[[ Records to use, beginning ]]
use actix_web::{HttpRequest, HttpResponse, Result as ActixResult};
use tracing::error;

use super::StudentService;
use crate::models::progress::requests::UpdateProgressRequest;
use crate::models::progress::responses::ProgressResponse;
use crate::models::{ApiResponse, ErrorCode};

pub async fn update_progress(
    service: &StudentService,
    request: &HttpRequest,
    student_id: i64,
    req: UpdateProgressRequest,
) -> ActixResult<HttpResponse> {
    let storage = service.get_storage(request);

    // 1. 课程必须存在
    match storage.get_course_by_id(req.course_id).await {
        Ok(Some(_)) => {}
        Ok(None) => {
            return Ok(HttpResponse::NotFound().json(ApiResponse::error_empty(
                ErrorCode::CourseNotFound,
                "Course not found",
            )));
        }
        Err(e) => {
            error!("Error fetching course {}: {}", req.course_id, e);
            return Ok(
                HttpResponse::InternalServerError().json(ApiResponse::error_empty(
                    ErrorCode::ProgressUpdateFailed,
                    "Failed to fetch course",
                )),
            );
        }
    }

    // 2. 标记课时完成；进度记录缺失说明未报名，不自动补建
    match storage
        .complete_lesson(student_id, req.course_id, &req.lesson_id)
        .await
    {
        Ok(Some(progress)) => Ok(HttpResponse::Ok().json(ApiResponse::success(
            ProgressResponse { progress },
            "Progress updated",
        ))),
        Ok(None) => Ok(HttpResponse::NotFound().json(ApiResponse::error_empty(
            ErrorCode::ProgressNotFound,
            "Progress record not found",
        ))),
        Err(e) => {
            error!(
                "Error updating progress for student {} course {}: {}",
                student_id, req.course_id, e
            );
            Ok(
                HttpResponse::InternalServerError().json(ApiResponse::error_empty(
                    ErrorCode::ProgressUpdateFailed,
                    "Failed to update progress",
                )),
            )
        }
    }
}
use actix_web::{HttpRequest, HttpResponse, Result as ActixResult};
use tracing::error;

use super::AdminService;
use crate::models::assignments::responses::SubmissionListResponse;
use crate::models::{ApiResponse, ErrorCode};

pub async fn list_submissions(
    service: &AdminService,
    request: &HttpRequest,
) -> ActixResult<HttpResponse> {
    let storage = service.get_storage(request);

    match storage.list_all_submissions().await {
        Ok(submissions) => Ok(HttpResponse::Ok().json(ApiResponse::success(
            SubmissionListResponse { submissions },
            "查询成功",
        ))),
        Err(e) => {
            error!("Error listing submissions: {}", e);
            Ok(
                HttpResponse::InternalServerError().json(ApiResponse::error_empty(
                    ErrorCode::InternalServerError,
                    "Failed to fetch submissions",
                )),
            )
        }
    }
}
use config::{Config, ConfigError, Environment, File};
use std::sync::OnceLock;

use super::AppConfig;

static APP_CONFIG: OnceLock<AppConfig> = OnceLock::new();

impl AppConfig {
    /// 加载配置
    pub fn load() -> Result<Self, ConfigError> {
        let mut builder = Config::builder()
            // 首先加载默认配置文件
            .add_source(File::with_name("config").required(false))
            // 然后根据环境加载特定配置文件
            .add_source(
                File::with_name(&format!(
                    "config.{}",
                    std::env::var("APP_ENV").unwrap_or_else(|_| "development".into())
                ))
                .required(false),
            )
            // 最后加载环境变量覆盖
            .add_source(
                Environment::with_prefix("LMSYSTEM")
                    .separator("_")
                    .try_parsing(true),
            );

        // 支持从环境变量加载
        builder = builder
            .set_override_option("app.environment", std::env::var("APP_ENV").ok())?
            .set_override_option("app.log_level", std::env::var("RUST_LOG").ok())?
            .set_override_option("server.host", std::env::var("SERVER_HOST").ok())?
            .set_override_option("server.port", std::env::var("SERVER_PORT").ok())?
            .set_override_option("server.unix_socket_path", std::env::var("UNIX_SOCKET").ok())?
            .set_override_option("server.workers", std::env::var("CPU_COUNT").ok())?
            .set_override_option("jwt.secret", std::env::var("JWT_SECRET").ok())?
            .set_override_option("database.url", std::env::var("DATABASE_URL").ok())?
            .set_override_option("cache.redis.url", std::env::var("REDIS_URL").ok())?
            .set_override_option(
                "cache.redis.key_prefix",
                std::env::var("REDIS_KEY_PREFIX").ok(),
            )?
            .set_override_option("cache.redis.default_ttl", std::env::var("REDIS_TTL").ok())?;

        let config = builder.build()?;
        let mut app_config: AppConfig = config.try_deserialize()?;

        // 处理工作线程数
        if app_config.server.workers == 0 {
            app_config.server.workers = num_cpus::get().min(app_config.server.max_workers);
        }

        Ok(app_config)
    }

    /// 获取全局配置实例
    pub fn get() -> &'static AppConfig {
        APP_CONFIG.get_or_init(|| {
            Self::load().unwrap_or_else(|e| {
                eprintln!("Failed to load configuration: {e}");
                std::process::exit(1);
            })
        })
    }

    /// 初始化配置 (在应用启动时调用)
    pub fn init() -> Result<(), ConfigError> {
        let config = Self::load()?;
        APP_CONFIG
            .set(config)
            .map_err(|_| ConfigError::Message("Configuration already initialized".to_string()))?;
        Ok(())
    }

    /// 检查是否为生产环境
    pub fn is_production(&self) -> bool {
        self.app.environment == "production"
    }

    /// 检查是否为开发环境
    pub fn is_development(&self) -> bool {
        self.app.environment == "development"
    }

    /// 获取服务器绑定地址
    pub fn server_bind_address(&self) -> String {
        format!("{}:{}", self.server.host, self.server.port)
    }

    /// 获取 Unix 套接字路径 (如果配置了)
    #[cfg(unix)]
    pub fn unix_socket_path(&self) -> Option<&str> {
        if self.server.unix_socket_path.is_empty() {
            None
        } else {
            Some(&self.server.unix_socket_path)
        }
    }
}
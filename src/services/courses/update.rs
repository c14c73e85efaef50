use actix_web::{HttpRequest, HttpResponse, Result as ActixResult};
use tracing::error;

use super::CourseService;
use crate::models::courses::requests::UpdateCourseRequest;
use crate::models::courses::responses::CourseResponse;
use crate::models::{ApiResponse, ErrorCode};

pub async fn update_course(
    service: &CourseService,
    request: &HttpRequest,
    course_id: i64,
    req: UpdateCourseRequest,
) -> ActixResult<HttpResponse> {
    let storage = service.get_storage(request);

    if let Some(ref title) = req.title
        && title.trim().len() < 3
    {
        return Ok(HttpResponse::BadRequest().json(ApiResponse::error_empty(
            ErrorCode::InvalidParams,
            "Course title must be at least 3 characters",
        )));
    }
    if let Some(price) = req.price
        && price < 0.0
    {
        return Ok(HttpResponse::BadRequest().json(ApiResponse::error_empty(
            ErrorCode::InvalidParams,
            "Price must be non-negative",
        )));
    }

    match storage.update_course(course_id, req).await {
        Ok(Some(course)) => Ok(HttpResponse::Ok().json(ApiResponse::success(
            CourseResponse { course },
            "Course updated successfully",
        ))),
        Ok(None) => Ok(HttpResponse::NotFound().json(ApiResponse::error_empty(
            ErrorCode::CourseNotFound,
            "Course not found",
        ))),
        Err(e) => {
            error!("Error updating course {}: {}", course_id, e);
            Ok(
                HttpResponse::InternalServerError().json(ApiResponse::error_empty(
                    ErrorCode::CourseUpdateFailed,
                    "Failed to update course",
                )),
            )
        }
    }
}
[[ Records to use, end ]]
* **Work instruction**: Write the data out again. Match it word for word.

* **Solution to this exercise**:
use actix_web::{HttpRequest, HttpResponse, Result as ActixResult};
use tracing::error;

use super::StudentService;
use crate::models::progress::requests::UpdateProgressRequest;
use crate::models::progress::responses::ProgressResponse;
use crate::models::{ApiResponse, ErrorCode};

pub async fn update_progress(
    service: &StudentService,
    request: &HttpRequest,
    student_id: i64,
    req: UpdateProgressRequest,
) -> ActixResult<HttpResponse> {
    let storage = service.get_storage(request);

    // 1. 课程必须存在
    match storage.get_course_by_id(req.course_id).await {
        Ok(Some(_)) => {}
        Ok(None) => {
            return Ok(HttpResponse::NotFound().json(ApiResponse::error_empty(
                ErrorCode::CourseNotFound,
                "Course not found",
            )));
        }
        Err(e) => {
            error!("Error fetching course {}: {}", req.course_id, e);
            return Ok(
                HttpResponse::InternalServerError().json(ApiResponse::error_empty(
                    ErrorCode::ProgressUpdateFailed,
                    "Failed to fetch course",
                )),
            );
        }
    }

    // 2. 标记课时完成；进度记录缺失说明未报名，不自动补建
    match storage
        .complete_lesson(student_id, req.course_id, &req.lesson_id)
        .await
    {
        Ok(Some(progress)) => Ok(HttpResponse::Ok().json(ApiResponse::success(
            ProgressResponse { progress },
            "Progress updated",
        ))),
        Ok(None) => Ok(HttpResponse::NotFound().json(ApiResponse::error_empty(
            ErrorCode::ProgressNotFound,
            "Progress record not found",
        ))),
        Err(e) => {
            error!(
                "Error updating progress for student {} course {}: {}",
                student_id, req.course_id, e
            );
            Ok(
                HttpResponse::InternalServerError().json(ApiResponse::error_empty(
                    ErrorCode::ProgressUpdateFailed,
                    "Failed to update progress",
                )),
            )
        }
    }
}
use actix_web::{HttpRequest, HttpResponse, Result as ActixResult};
use tracing::error;

use super::AdminService;
use crate::models::assignments::responses::SubmissionListResponse;
use crate::models::{ApiResponse, ErrorCode};

pub async fn list_submissions(
    service: &AdminService,
    request: &HttpRequest,
) -> ActixResult<HttpResponse> {
    let storage = service.get_storage(request);

    match storage.list_all_submissions().await {
        Ok(submissions) => Ok(HttpResponse::Ok().json(ApiResponse::success(
            SubmissionListResponse { submissions },
            "查询成功",
        ))),
        Err(e) => {
            error!("Error listing submissions: {}", e);
            Ok(
                HttpResponse::InternalServerError().json(ApiResponse::error_empty(
                    ErrorCode::InternalServerError,
                    "Failed to fetch submissions",
                )),
            )
        }
    }
}
use config::{Config, ConfigError, Environment, File};
use std::sync::OnceLock;

use super::AppConfig;

static APP_CONFIG: OnceLock<AppConfig> = OnceLock::new();

impl AppConfig {
    /// 加载配置
    pub fn load() -> Result<Self, ConfigError> {
        let mut builder = Config::builder()
            // 首先加载默认配置文件
            .add_source(File::with_name("config").required(false))
            // 然后根据环境加载特定配置文件
            .add_source(
                File::with_name(&format!(
                    "config.{}",
                    std::env::var("APP_ENV").unwrap_or_else(|_| "development".into())
                ))
                .required(false),
            )
            // 最后加载环境变量覆盖
            .add_source(
                Environment::with_prefix("LMSYSTEM")
                    .separator("_")
                    .try_parsing(true),
            );

        // 支持从环境变量加载
        builder = builder
            .set_override_option("app.environment", std::env::var("APP_ENV").ok())?
            .set_override_option("app.log_level", std::env::var("RUST_LOG").ok())?
            .set_override_option("server.host", std::env::var("SERVER_HOST").ok())?
            .set_override_option("server.port", std::env::var("SERVER_PORT").ok())?
            .set_override_option("server.unix_socket_path", std::env::var("UNIX_SOCKET").ok())?
            .set_override_option("server.workers", std::env::var("CPU_COUNT").ok())?
            .set_override_option("jwt.secret", std::env::var("JWT_SECRET").ok())?
            .set_override_option("database.url", std::env::var("DATABASE_URL").ok())?
            .set_override_option("cache.redis.url", std::env::var("REDIS_URL").ok())?
            .set_override_option(
                "cache.redis.key_prefix",
                std::env::var("REDIS_KEY_PREFIX").ok(),
            )?
            .set_override_option("cache.redis.default_ttl", std::env::var("REDIS_TTL").ok())?;

        let config = builder.build()?;
        let mut app_config: AppConfig = config.try_deserialize()?;

        // 处理工作线程数
        if app_config.server.workers == 0 {
            app_config.server.workers = num_cpus::get().min(app_config.server.max_workers);
        }

        Ok(app_config)
    }

    /// 获取全局配置实例
    pub fn get() -> &'static AppConfig {
        APP_CONFIG.get_or_init(|| {
            Self::load().unwrap_or_else(|e| {
                eprintln!("Failed to load configuration: {e}");
                std::process::exit(1);
            })
        })
    }

    /// 初始化配置 (在应用启动时调用)
    pub fn init() -> Result<(), ConfigError> {
        let config = Self::load()?;
        APP_CONFIG
            .set(config)
            .map_err(|_| ConfigError::Message("Configuration already initialized".to_string()))?;
        Ok(())
    }

    /// 检查是否为生产环境
    pub fn is_production(&self) -> bool {
        self.app.environment == "production"
    }

    /// 检查是否为开发环境
    pub fn is_development(&self) -> bool {
        self.app.environment == "development"
    }

    /// 获取服务器绑定地址
    pub fn server_bind_address(&self) -> String {
        format!("{}:{}", self.server.host, self.server.port)
    }

    /// 获取 Unix 套接字路径 (如果配置了)
    #[cfg(unix)]
    pub fn unix_socket_path(&self) -> Option<&str> {
        if self.server.unix_socket_path.is_empty() {
            None
        } else {
            Some(&self.server.unix_socket_path)
        }
    }
}
filename src/services/courses/update.rs
repository c14c73e85efaef50
use actix_web::{HttpRequest, HttpResponse, Result as ActixResult};
use tracing::error;

use super::CourseService;
use crate::models::courses::requests::UpdateCourseRequest;
use crate::models::courses::responses::CourseResponse;
use crate::models::{ApiResponse, ErrorCode};

pub async fn update_course(
    service: &CourseService,
    request: &HttpRequest,
    course_id: i64,
    req: UpdateCourseRequest,
) -> ActixResult<HttpResponse> {
    let storage = service.get_storage(request);

    if let Some(ref title) = req.title
        && title.trim().len() < 3
    {
        return Ok(HttpResponse::BadRequest().json(ApiResponse::error_empty(
            ErrorCode::InvalidParams,
            "Course title must be at least 3 characters",
        )));
    }
    if let Some(price) = req.price
        && price < 0.0
    {
        return Ok(HttpResponse::BadRequest().json(ApiResponse::error_empty(
            ErrorCode::InvalidParams,
            "Price must be non-negative",
        )));
    }

    match storage.update_course(course_id, req).await {
        Ok(Some(course)) => Ok(HttpResponse::Ok().json(ApiResponse::success(
            CourseResponse { course },
            "Course updated successfully",
        ))),
        Ok(None) => Ok(HttpResponse::NotFound().json(ApiResponse::error_empty(
            ErrorCode::CourseNotFound,
            "Course not found",
        ))),
        Err(e) => {
            error!("Error updating course {}: {}", course_id, e);
            Ok(
                HttpResponse::InternalServerError().json(ApiResponse::error_empty(
                    ErrorCode::CourseUpdateFailed,
                    "Failed to update course",
                )),
            )
        }
    }
}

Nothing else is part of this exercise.